# Task objective:
Within the entries below, find every line that has the string "next", then copy it.

Input for this task below:

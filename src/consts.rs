use regex::Regex;
use std::sync::LazyLock;

/// Splits a rule into its literal prefix and the longest trailing run of ASCII digits.
pub static RULE_RE: LazyLock<Regex> =
    LazyLock::new(|| Regex::new(r"^(?s)(.*?)([0-9]+)$").unwrap());

/// Digit group used when matching already-conforming file names.
pub const SEQUENCE_DIGITS: &str = "([0-9]+)";
#[macro_use]
extern crate log;
extern crate complex_number;
extern crate env_logger;
extern crate time;

use complex_number::Complex;
use std::io;
use std::io::BufRead;

fn main() {
    env_logger::init();
    let start_time = time::precise_time_s();
    let stdin = io::stdin();
    let mut lines = stdin.lock().lines();
    let a = read_complex(&mut lines);
    let b = read_complex(&mut lines);
    info!("a = {}, b = {}", a, b);
    println!("a     = {}", a);
    println!("b     = {}", b);
    println!("a + b = {}", a + b);
    println!("a - b = {}", a - b);
    println!("a * b = {}", a * b);
    println!("a / 2 = {}", a / 2.0);
    println!("|a|   = {}", a.abs());
    println!("|b|   = {}", b.abs());
    info!("time taken {:.*}ms", 2, (time::precise_time_s() - start_time) * 1000f64);
}

/// Reads the next line and parses it as a complex value, two numbers
/// separated by whitespace.
fn read_complex<B: BufRead>(lines: &mut io::Lines<B>) -> Complex {
    match lines.next() {
        Some(Ok(line)) => match line.parse() {
            Ok(value) => value,
            Err(err) => panic!("Failed to parse '{}': {}", line, err),
        },
        Some(Err(err)) => panic!("Failed to read input: {}", err),
        None => panic!("Expected a line with two numbers"),
    }
}

//--------------------------------------------------------------------------------------------------

#[cfg(test)]
mod tests {
    use super::read_complex;
    use complex_number::Complex;
    use std::io::BufRead;
    use std::io::Cursor;

    #[test]
    fn read_complex_from_line() {
        let mut lines = Cursor::new("3 -4\n").lines();
        assert_eq!(read_complex(&mut lines), Complex::new(3.0, -4.0));
    }

    #[test]
    fn read_complex_consumes_one_line_each() {
        let mut lines = Cursor::new("1 2\n3 4\n").lines();
        assert_eq!(read_complex(&mut lines), Complex::new(1.0, 2.0));
        assert_eq!(read_complex(&mut lines), Complex::new(3.0, 4.0));
    }
}
//! Periodic timestamp appender.
//!
//! Mirrors the heartbeat/cleanup interval pattern in this codebase's
//! `NetworkServerActor::run`: a single `tokio::time::interval` loop, selected alongside a
//! shutdown signal, that fires on a fixed period for as long as the server runs.

use crate::command::Command;
use crate::log_store::LogStore;
use bytes::Bytes;
use chrono::Local;
use std::sync::Arc;
use std::time::Duration;
use tokio::sync::watch;
use tracing::{debug, warn};

/// Appends a `timestamp:<formatted local time>\n` command to `store` every `period`,
/// until `shutdown` fires.
///
/// Ticker writes through the same [`LogStore::commit`] path a client session does, so a
/// timestamp command takes its place in `RingLog`'s ordering exactly like any other
/// command — it is not a side channel.
pub struct Ticker {
    store: Arc<LogStore>,
    period: Duration,
}

impl Ticker {
    /// Builds a ticker that will append to `store` every `period` once run.
    pub fn new(store: Arc<LogStore>, period: Duration) -> Self {
        Self { store, period }
    }

    /// Runs the periodic loop until `shutdown` is notified.
    ///
    /// The first tick fires after one full `period` has elapsed, not immediately on
    /// entry, matching `tokio::time::interval`'s default behavior.
    pub async fn run(self, mut shutdown: watch::Receiver<bool>) {
        let mut interval = tokio::time::interval(self.period);
        // The first tick of a freshly-constructed interval fires immediately; skip it so
        // the first timestamp command lands one full period after startup.
        interval.tick().await;

        loop {
            tokio::select! {
                _ = interval.tick() => {
                    if let Err(err) = self.emit().await {
                        warn!(error = %err, "ticker failed to append timestamp command");
                    }
                }
                _ = shutdown.changed() => {
                    debug!("ticker stopping");
                    break;
                }
            }
        }
    }

    async fn emit(&self) -> crate::error::LogResult<()> {
        let formatted = format!("timestamp:{}\n", Local::now().format("%a %b %e %T %Y"));
        let cmd = Command::new(Bytes::from(formatted.into_bytes()));
        self.store.commit(cmd).await
    }
}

End of Input for this task.

# Solution for this exercise:
/// Reads the next line and parses it as a complex value, two numbers
    match lines.next() {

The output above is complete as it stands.